『しずかな日々』『るり姉』の著者 椰月美智子が描く喫茶店ミステリー!
ミステリー要素は薄めなほのぼのストーリー。かるーく読めるのでストレス過多な方はぜひ『純喫茶パオーン』を読んで癒されましょう。
児童文学のような物語なので小学生にもオススメな作品。
『純喫茶パオーン』
創業50年(おおよそ)の喫茶店「純喫茶パオーン」。
トレイを持つ手がいつも小刻みに震えているのに、グラスにたっぷり、表面張力ギリギリで運ぶ「おじいちゃんの特製ミルクセーキ」と、どんなにお腹がいっぱいでも食べたくなっちゃう「おばあちゃんの魔法のナポリタン」が看板メニューだ。
その店主の孫である「ぼく」が小学5年・中学1年・大学1年の頃にそれぞれ出会う不思議な事件と、人生のちょっとした真実。その昔ながらの喫茶店にはなぜか不思議な事件と個性的な人々が引き寄せられる。
帯より引用
2020年8月7日
216ページ
連作短編集で読みやすい!
「ライヤーミラー」「あまのじゃくだな、のっぺらぼう」「パオーンは永遠に」の三篇からなる連作短編集。
「ライヤーミラー」では小学5年生の主人公・来人だが、「あまのじゃくだな、のっぺらぼう」で中学1年生になり、「パオーンは永遠に」では大学生になっている。
主人公とその友人の成長と、物語の舞台となる純喫茶パオーンの変化が楽しめる。
連作短編集であり文体も軽いためとても読みやすい。
怖さはなくほのぼの物語なので気軽に読める本をお探しの方にオススメ。
ほのぼの物語
似非方言使いのおじいちゃんと目分量料理のおばあちゃん、店主夫婦が魅力的で純喫茶パオーンは「理想の純喫茶」を詰め込まれている。
祖父母と孫の友達の関わり方も理想的だ。
この店主夫婦のような懐の大きい年寄りになりたいと思わされる。
基本的にほのぼの物語で主人公・来人とその友人たちの成長を楽しむものなので、ほのぼのすぎて物足りなさを感じる人もいると思う。児童書っぽさを感じる。
小学生にもオススメ!
軽い文体とほのぼのストーリーは小学生にも読みやすそう。
なによりストーリーがぜひ小学生、中学生などこれから環境が変わるであろう人に呼んでほしい。
小学生の来人が小学5年生から物語は始まり、二つ目のお話では中学生になっているのだが、環境の変化にともない友達との付き合い方が小学校時代と変わってしまうことに主人公は悩む。
これは大人から見ると青春のもどかしさや微妙なお年頃のあるあるが微笑ましいものである。
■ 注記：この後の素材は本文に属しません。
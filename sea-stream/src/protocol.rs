//! Phoenix channel wire envelope.
//!
//! Every frame on the socket, in either direction, is a JSON object of the
//! shape `{topic, event, ref, payload}`. Outbound control frames are built with
//! [`ControlFrame`]; inbound frames decode into [`Message`], which keeps the
//! payload as the exact bytes the server sent.

use serde::de::DeserializeOwned;
use serde::{Deserialize, Serialize};
use serde_json::value::RawValue;

use sea_core::error::SeaResult;

/// Prefix of every collection topic.
pub const COLLECTION_TOPIC_PREFIX: &str = "collection:";

/// Topic used for socket-level heartbeats.
pub const PHOENIX_TOPIC: &str = "phoenix";

/// Control event names.
pub mod control {
    /// Join a channel.
    pub const JOIN: &str = "phx_join";
    /// Leave a channel.
    pub const LEAVE: &str = "phx_leave";
    /// Socket liveness frame.
    pub const HEARTBEAT: &str = "heartbeat";
    /// Server reply to a control frame.
    pub const REPLY: &str = "phx_reply";
    /// Server closed a channel.
    pub const CLOSE: &str = "phx_close";
}

/// Reply status reported for a successful control frame.
pub const STATUS_OK: &str = "ok";

/// Qualified topic name for a collection slug.
pub fn collection_topic(slug: &str) -> String {
    format!("{COLLECTION_TOPIC_PREFIX}{slug}")
}

/// Inverse of [`collection_topic`].
pub fn collection_slug(topic: &str) -> Option<&str> {
    topic.strip_prefix(COLLECTION_TOPIC_PREFIX)
}

/// An inbound frame.
#[derive(Debug, Clone, Serialize, Deserialize)]
pub struct Message {
    /// Topic the frame is addressed to, e.g. `collection:azuki`. Empty when
    /// the server left it out.
    #[serde(default)]
    pub topic: String,
    /// Control or business event name.
    pub event: String,
    /// Correlation token. Echoes the ref of the outbound frame it answers.
    #[serde(rename = "ref", default)]
    pub reference: Option<String>,
    /// Undecoded payload, byte-for-byte as received.
    #[serde(default)]
    pub payload: Option<Box<RawValue>>,
}

impl Message {
    /// Decode a raw text frame.
    pub fn from_json(text: &str) -> SeaResult<Self> {
        Ok(serde_json::from_str(text)?)
    }

    /// Raw payload text; `null` when the frame carried none.
    pub fn payload_str(&self) -> &str {
        self.payload.as_deref().map(RawValue::get).unwrap_or("null")
    }

    /// Correlation ref, or the empty string.
    pub fn reference(&self) -> &str {
        self.reference.as_deref().unwrap_or_default()
    }

    /// Decode the payload into a caller-chosen type.
    pub fn decode<T: DeserializeOwned>(&self) -> SeaResult<T> {
        Ok(serde_json::from_str(self.payload_str())?)
    }

    /// Interpret the payload as a control reply.
    ///
    /// Payloads that do not look like a reply decode to a reply with no status.
    pub fn reply(&self) -> PhxReply {
        self.decode().unwrap_or_default()
    }
}

/// Payload of a `phx_reply` frame.
#[derive(Debug, Clone, Default, Deserialize)]
pub struct PhxReply {
    /// `ok` on success, `error` otherwise.
    #[serde(default)]
    pub status: Option<String>,
    /// Server response body.
    #[serde(default)]
    pub response: serde_json::Value,
}

impl PhxReply {
    /// Whether the server accepted the frame being answered.
    pub fn is_ok(&self) -> bool {
        self.status.as_deref() == Some(STATUS_OK)
    }
}

/// An outbound control frame.
#[derive(Debug, Clone, PartialEq, Serialize)]
pub struct ControlFrame {
    pub topic: String,
    pub event: &'static str,
    #[serde(rename = "ref")]
    pub reference: String,
    pub payload: serde_json::Value,
}

impl ControlFrame {
    fn new(topic: String, event: &'static str, reference: &str) -> Self {
        Self {
            topic,
            event,
            reference: reference.to_string(),
            payload: serde_json::json!({}),
        }
    }

    /// Join the channel of a collection.
    pub fn join(slug: &str) -> Self {
        Self::new(collection_topic(slug), control::JOIN, slug)
    }

    /// Leave the channel of a collection.
    pub fn leave(slug: &str) -> Self {
        Self::new(collection_topic(slug), control::LEAVE, slug)
    }

    /// Heartbeat sent on behalf of a collection.
    pub fn heartbeat(slug: &str) -> Self {
        Self::new(PHOENIX_TOPIC.to_string(), control::HEARTBEAT, slug)
    }

    /// Serialize into a text frame.
    pub fn to_json(&self) -> SeaResult<String> {
        Ok(serde_json::to_string(self)?)
    }
}
impl Drop for DialGuard {
    fn drop(&mut self) {
        if !self.armed {
            return;
        }
        let seq = self.seq;
        if let Ok(mut session) = self.inner.session.try_lock() {
            if self.inner.abandon_dial(&mut session, seq) {
                info!("connect cancelled while dialing");
            }
            return;
        }

        // The lock is busy; finish the reset once it frees up.
        let inner = self.inner.clone();
        match tokio::runtime::Handle::try_current() {
            Ok(handle) => {
                handle.spawn(async move {
                    let mut session = inner.session.lock().await;
                    if inner.abandon_dial(&mut session, seq) {
                        info!("connect cancelled while dialing");
                    }
                });
            }
            Err(_) => warn!("connect cancelled outside a runtime, link left connecting"),
        }
    }
}

/// Best-effort close of a sink nobody else holds anymore.
async fn close_sink(sink: &mut dyn FrameSink) {
    if let Err(e) = sink.send_close().await {
        warn!("error sending close frame: {e}");
    }
    if let Err(e) = sink.shutdown().await {
        warn!("error closing socket: {e}");
    }
}
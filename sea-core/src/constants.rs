//! Application-wide constants.

/// Application name.
pub const APP_NAME: &str = "seastream";

/// Placeholder token used until the caller supplies a real one.
pub const DEFAULT_TOKEN: &str = "<TOKEN>";

/// Interval between heartbeat ticks in seconds.
pub const DEFAULT_HEARTBEAT_INTERVAL_SECS: u64 = 30;

/// Wait between connect attempts in seconds.
pub const DEFAULT_RETRY_INTERVAL_SECS: u64 = 5;

/// Maximum number of connect attempts.
pub const DEFAULT_MAX_RETRIES: u32 = 3;

/// Stream endpoints per network.
pub mod endpoints {
    /// Production feed.
    pub const MAINNET: &str = "wss://stream.openseabeta.com/socket/websocket";
    /// Test network feed.
    pub const TESTNET: &str = "wss://testnets-stream.openseabeta.com/socket/websocket";
}

#[cfg(test)]
mod tests {
    use super::*;

    #[test]
    fn test_endpoints_are_secure_websockets() {
        assert!(endpoints::MAINNET.starts_with("wss://"));
        assert!(endpoints::TESTNET.starts_with("wss://"));
        assert_ne!(endpoints::MAINNET, endpoints::TESTNET);
    }
}
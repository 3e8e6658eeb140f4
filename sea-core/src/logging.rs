//! Log output for embedders of the stream client.
//!
//! The client only emits `tracing` events; nothing is printed until one of
//! these initialisers installs a subscriber. Stream state changes log at
//! info, dropped frames and failed sends at warn, and per-frame traffic at
//! trace, so `sea_stream=trace` shows every frame.

use std::path::Path;

use tracing_appender::rolling;
use tracing_subscriber::{fmt, layer::SubscriberExt, util::SubscriberInitExt, EnvFilter};

use crate::config::LoggingConfig;
use crate::error::{SeaError, SeaResult};

/// Log to stderr and to `seastream.log` in `log_dir`, rolled daily.
///
/// `level` is an `EnvFilter` directive such as `info` or
/// `sea_stream=trace`; an unparsable directive falls back to `info`. With
/// `json_output` the file gets one JSON object per event, for shipping to a
/// log collector. Fails if a global subscriber is already installed.
pub fn init_logging(level: &str, log_dir: &Path, json_output: bool) -> SeaResult<LogGuard> {
    std::fs::create_dir_all(log_dir)?;

    let file_appender = rolling::daily(log_dir, "seastream.log");
    let (non_blocking, guard) = tracing_appender::non_blocking(file_appender);

    let env_filter = EnvFilter::try_new(level).unwrap_or_else(|_| EnvFilter::new("info"));

    let console_layer = fmt::layer()
        .with_writer(std::io::stderr)
        .with_target(true)
        .compact();

    if json_output {
        let file_layer = fmt::layer()
            .with_writer(non_blocking)
            .json()
            .with_target(true)
            .with_thread_ids(true)
            .with_file(true)
            .with_line_number(true);

        tracing_subscriber::registry()
            .with(env_filter)
            .with(console_layer)
            .with(file_layer)
            .try_init()
            .map_err(|e| SeaError::Config(format!("logging already initialized: {e}")))?;
    } else {
        let file_layer = fmt::layer()
            .with_writer(non_blocking)
            .with_ansi(false)
            .with_target(true)
            .with_file(true)
            .with_line_number(true);

        tracing_subscriber::registry()
            .with(env_filter)
            .with(console_layer)
            .with(file_layer)
            .try_init()
            .map_err(|e| SeaError::Config(format!("logging already initialized: {e}")))?;
    }

    tracing::info!("logging initialized at level={level}, dir={}", log_dir.display());

    Ok(LogGuard { _guard: Some(guard) })
}

/// Set up logging from the `[logging]` config section.
///
/// An empty `directory` means stderr only.
pub fn init_from_config(config: &LoggingConfig) -> SeaResult<LogGuard> {
    if config.directory.is_empty() {
        init_console_logging(&config.level);
        return Ok(LogGuard { _guard: None });
    }
    init_logging(&config.level, Path::new(&config.directory), config.json_output)
}

/// Keep this for the life of the process; the log file stops receiving
/// events once it is dropped.
pub struct LogGuard {
    _guard: Option<tracing_appender::non_blocking::WorkerGuard>,
}

/// Stderr-only logging. A no-op when a subscriber is already installed.
pub fn init_console_logging(level: &str) {
    let env_filter = EnvFilter::try_new(level).unwrap_or_else(|_| EnvFilter::new("info"));

    let _ = tracing_subscriber::registry()
        .with(env_filter)
        .with(fmt::layer().with_target(true).compact())
        .try_init();
}

#[cfg(test)]
mod tests {
    use super::*;

    #[test]
    fn test_console_logging_does_not_panic() {
        // Subsequent calls are no-ops.
        init_console_logging("debug");
        init_console_logging("not a level ((");
    }

    #[test]
    fn test_file_logging_after_global_subscriber_is_error() {
        init_console_logging("info");
        let dir = tempfile::TempDir::new().unwrap();

        let result = init_logging("info", &dir.path().join("logs"), false);

        assert!(matches!(result, Err(SeaError::Config(_))));
        assert!(dir.path().join("logs").is_dir());
    }

    #[test]
    fn test_init_from_config_without_directory() {
        let guard = init_from_config(&LoggingConfig::default());
        assert!(guard.is_ok());
    }
}
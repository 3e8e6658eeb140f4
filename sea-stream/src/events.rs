//! Stream event types and connection state.
//!
//! Defines the business events pushed for a joined collection, the subset
//! the read loop drops as noise, and the client's connection state.

use serde::{Deserialize, Serialize};

/// Business event types pushed on a collection channel.
///
/// These map 1:1 to the server's event names.
#[derive(Debug, Clone, PartialEq, Eq, Hash, Serialize, Deserialize)]
pub enum EventType {
    /// Token metadata changed (`item_metadata_updated`).
    ItemMetadataUpdated,
    /// An item was listed for sale (`item_listed`).
    ItemListed,
    /// An item was sold (`item_sold`).
    ItemSold,
    /// An item changed owner outside a sale (`item_transferred`).
    ItemTransferred,
    /// An offer was made on an item (`item_received_offer`).
    ItemReceivedOffer,
    /// An auction bid was made on an item (`item_received_bid`).
    ItemReceivedBid,
    /// A listing or offer was cancelled (`item_cancelled`).
    ItemCancelled,
    /// An offer was made on the whole collection (`collection_offer`).
    CollectionOffer,
    /// An offer was made on items with a given trait (`trait_offer`).
    TraitOffer,
    /// Any other event name, control events included.
    Unknown(String),
}

impl EventType {
    /// Parse an event name from the server.
    pub fn from_str(s: &str) -> Self {
        match s {
            "item_metadata_updated" => Self::ItemMetadataUpdated,
            "item_listed" => Self::ItemListed,
            "item_sold" => Self::ItemSold,
            "item_transferred" => Self::ItemTransferred,
            "item_received_offer" => Self::ItemReceivedOffer,
            "item_received_bid" => Self::ItemReceivedBid,
            "item_cancelled" => Self::ItemCancelled,
            "collection_offer" => Self::CollectionOffer,
            "trait_offer" => Self::TraitOffer,
            other => Self::Unknown(other.to_string()),
        }
    }

    /// Convert to the server event name.
    pub fn as_str(&self) -> &str {
        match self {
            Self::ItemMetadataUpdated => "item_metadata_updated",
            Self::ItemListed => "item_listed",
            Self::ItemSold => "item_sold",
            Self::ItemTransferred => "item_transferred",
            Self::ItemReceivedOffer => "item_received_offer",
            Self::ItemReceivedBid => "item_received_bid",
            Self::ItemCancelled => "item_cancelled",
            Self::CollectionOffer => "collection_offer",
            Self::TraitOffer => "trait_offer",
            Self::Unknown(s) => s.as_str(),
        }
    }

    /// Whether the read loop drops this event without dispatching it.
    ///
    /// Bids and offers on traits or whole collections are high-volume noise
    /// for most consumers; handlers registered for them are never called.
    pub fn is_suppressed(&self) -> bool {
        matches!(
            self,
            Self::ItemReceivedBid | Self::TraitOffer | Self::CollectionOffer
        )
    }
}

impl std::fmt::Display for EventType {
    fn fmt(&self, f: &mut std::fmt::Formatter<'_>) -> std::fmt::Result {
        f.write_str(self.as_str())
    }
}

/// Connection state of a [`StreamClient`](crate::StreamClient).
#[derive(Debug, Clone, Copy, PartialEq, Eq)]
pub enum ConnectionState {
    /// No socket. Background tasks have stopped or are about to.
    Disconnected,
    /// A connect call is dialing.
    Connecting,
    /// Socket open and background tasks running.
    Connected,
}

impl std::fmt::Display for ConnectionState {
    fn fmt(&self, f: &mut std::fmt::Formatter<'_>) -> std::fmt::Result {
        match self {
            Self::Disconnected => write!(f, "disconnected"),
            Self::Connecting => write!(f, "connecting"),
            Self::Connected => write!(f, "connected"),
        }
    }
}
//! Shared test utilities for integration tests.
//!
//! `MockServer` stands in for the WebSocket endpoint: it records every frame
//! the client writes and lets tests push inbound frames or read failures.

#![allow(dead_code)]

use std::sync::atomic::{AtomicBool, AtomicU32, AtomicUsize, Ordering};
use std::sync::{Arc, Mutex};
use std::time::Duration;

use async_trait::async_trait;
use sea_core::error::{SeaError, SeaResult};
use sea_stream::{
    ClientOptions, Dialer, FrameSink, FrameSource, ReadError, StreamClient, Transport,
};
use serde_json::Value;
use tokio::sync::mpsc;

type Inbound = mpsc::UnboundedSender<Result<String, ReadError>>;

#[derive(Default)]
struct MockState {
    dial_attempts: AtomicU32,
    /// Number of dials that fail before one succeeds.
    failing_dials: AtomicU32,
    /// Number of dials that never complete.
    hanging_dials: AtomicU32,
    sent: Mutex<Vec<String>>,
    send_attempts: AtomicUsize,
    inbound: Mutex<Option<Inbound>>,
    close_frames: AtomicUsize,
    shutdowns: AtomicUsize,
    fail_close: AtomicBool,
    /// Sends that succeed before every further send fails.
    sends_before_failure: AtomicUsize,
    fail_sends: AtomicBool,
}

/// In-memory stand-in for the stream endpoint.
#[derive(Clone, Default)]
pub struct MockServer {
    state: Arc<MockState>,
}

impl MockServer {
    pub fn new() -> Self {
        Self::default()
    }

    /// A server whose first `count` dials are refused.
    pub fn refusing(count: u32) -> Self {
        let server = Self::new();
        server.state.failing_dials.store(count, Ordering::SeqCst);
        server
    }

    /// A server whose first `count` dials never return.
    pub fn hanging(count: u32) -> Self {
        let server = Self::new();
        server.state.hanging_dials.store(count, Ordering::SeqCst);
        server
    }

    /// Make every close frame fail to send.
    pub fn fail_close_frames(&self) {
        self.state.fail_close.store(true, Ordering::SeqCst);
    }

    /// Let `count` more sends through, then fail every send after them.
    pub fn fail_sends_after(&self, count: usize) {
        self.state
            .sends_before_failure
            .store(count, Ordering::SeqCst);
        self.state.fail_sends.store(true, Ordering::SeqCst);
    }

    pub fn dial_attempts(&self) -> u32 {
        self.state.dial_attempts.load(Ordering::SeqCst)
    }

    /// Text sends tried so far, failed ones included.
    pub fn send_attempts(&self) -> usize {
        self.state.send_attempts.load(Ordering::SeqCst)
    }

    pub fn close_frames(&self) -> usize {
        self.state.close_frames.load(Ordering::SeqCst)
    }

    pub fn shutdowns(&self) -> usize {
        self.state.shutdowns.load(Ordering::SeqCst)
    }

    /// Every text frame written so far, in order.
    pub fn sent(&self) -> Vec<String> {
        self.state.sent.lock().unwrap().clone()
    }

    /// Written frames with the given event name, parsed.
    pub fn sent_events(&self, event: &str) -> Vec<Value> {
        self.sent()
            .iter()
            .map(|text| serde_json::from_str::<Value>(text).unwrap())
            .filter(|frame| frame["event"] == event)
            .collect()
    }

    pub fn clear_sent(&self) {
        self.state.sent.lock().unwrap().clear();
    }

    /// Deliver a text frame to the client's read loop.
    pub fn push(&self, text: impl Into<String>) {
        let inbound = self.state.inbound.lock().unwrap();
        inbound
            .as_ref()
            .expect("no connection to push to")
            .send(Ok(text.into()))
            .unwrap();
    }

    /// Deliver a JSON envelope to the client's read loop.
    pub fn push_json(&self, frame: Value) {
        self.push(frame.to_string());
    }

    /// Make the client's next read fail.
    pub fn push_error(&self, error: ReadError) {
        let inbound = self.state.inbound.lock().unwrap();
        inbound
            .as_ref()
            .expect("no connection to push to")
            .send(Err(error))
            .unwrap();
    }

    /// Dialer handle to pass to the client.
    pub fn dialer(&self) -> Arc<dyn Dialer> {
        Arc::new(self.clone())
    }
}

#[async_trait]
impl Dialer for MockServer {
    async fn dial(&self, _url: &str) -> SeaResult<Transport> {
        let attempt = self.state.dial_attempts.fetch_add(1, Ordering::SeqCst) + 1;
        if attempt <= self.state.hanging_dials.load(Ordering::SeqCst) {
            std::future::pending::<()>().await;
        }
        if attempt <= self.state.failing_dials.load(Ordering::SeqCst) {
            return Err(SeaError::Socket("connection refused".into()));
        }

        let (tx, rx) = mpsc::unbounded_channel();
        *self.state.inbound.lock().unwrap() = Some(tx);
        Ok(Transport {
            sink: Box::new(MockSink {
                state: self.state.clone(),
            }),
            source: Box::new(MockSource { rx }),
        })
    }
}

struct MockSink {
    state: Arc<MockState>,
}

#[async_trait]
impl FrameSink for MockSink {
    async fn send_text(&mut self, text: String) -> SeaResult<()> {
        self.state.send_attempts.fetch_add(1, Ordering::SeqCst);
        if self.state.fail_sends.load(Ordering::SeqCst) {
            let remaining = self.state.sends_before_failure.load(Ordering::SeqCst);
            if remaining == 0 {
                return Err(SeaError::Socket("broken pipe".into()));
            }
            self.state
                .sends_before_failure
                .store(remaining - 1, Ordering::SeqCst);
        }
        self.state.sent.lock().unwrap().push(text);
        Ok(())
    }

    async fn send_close(&mut self) -> SeaResult<()> {
        self.state.close_frames.fetch_add(1, Ordering::SeqCst);
        if self.state.fail_close.load(Ordering::SeqCst) {
            return Err(SeaError::Socket("close frame rejected".into()));
        }
        Ok(())
    }

    async fn shutdown(&mut self) -> SeaResult<()> {
        self.state.shutdowns.fetch_add(1, Ordering::SeqCst);
        Ok(())
    }
}

struct MockSource {
    rx: mpsc::UnboundedReceiver<Result<String, ReadError>>,
}

#[async_trait]
impl FrameSource for MockSource {
    async fn recv(&mut self) -> Result<String, ReadError> {
        self.rx.recv().await.unwrap_or(Err(ReadError::Eof))
    }
}

/// Options with intervals short enough for tests.
pub fn fast_options() -> ClientOptions {
    ClientOptions::new("test-token")
        .with_heartbeat_interval(Duration::from_millis(40))
        .with_retry_interval(Duration::from_millis(20))
        .with_max_retries(3)
}

/// Options whose heartbeat never fires during a test.
pub fn quiet_options() -> ClientOptions {
    fast_options().with_heartbeat_interval(Duration::from_secs(3600))
}

/// A client wired to a fresh mock server.
pub fn create_test_client(options: ClientOptions) -> (StreamClient, MockServer) {
    let server = MockServer::new();
    let client = StreamClient::with_dialer(options, server.dialer());
    (client, server)
}

/// A connected client wired to a fresh mock server.
pub async fn connected_client(options: ClientOptions) -> (StreamClient, MockServer) {
    let (client, server) = create_test_client(options);
    client.connect().await.expect("mock connect should succeed");
    (client, server)
}

/// Poll `condition` until it holds or two seconds pass.
pub async fn wait_until<F>(mut condition: F) -> bool
where
    F: FnMut() -> bool,
{
    let deadline = tokio::time::Instant::now() + Duration::from_secs(2);
    while tokio::time::Instant::now() < deadline {
        if condition() {
            return true;
        }
        tokio::time::sleep(Duration::from_millis(5)).await;
    }
    false
}

/// A business event envelope for `collection:<slug>`.
pub fn event_frame(slug: &str, event: &str, payload: Value) -> Value {
    serde_json::json!({
        "topic": format!("collection:{slug}"),
        "event": event,
        "ref": null,
        "payload": payload,
    })
}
中学、高校、それからずっと環境が変われば付き合う人もかわり自分も変わっていく。
それは誰しもが経験することであり、大人な私たちは躓きながらも自分なりにうまく立ち回る術をもつことが出来ている。
これから環境が変わる子供たちは『純喫茶パオーン』を読んで、これから先に悩むであろう環境変化を小説から体験し備えてほしい。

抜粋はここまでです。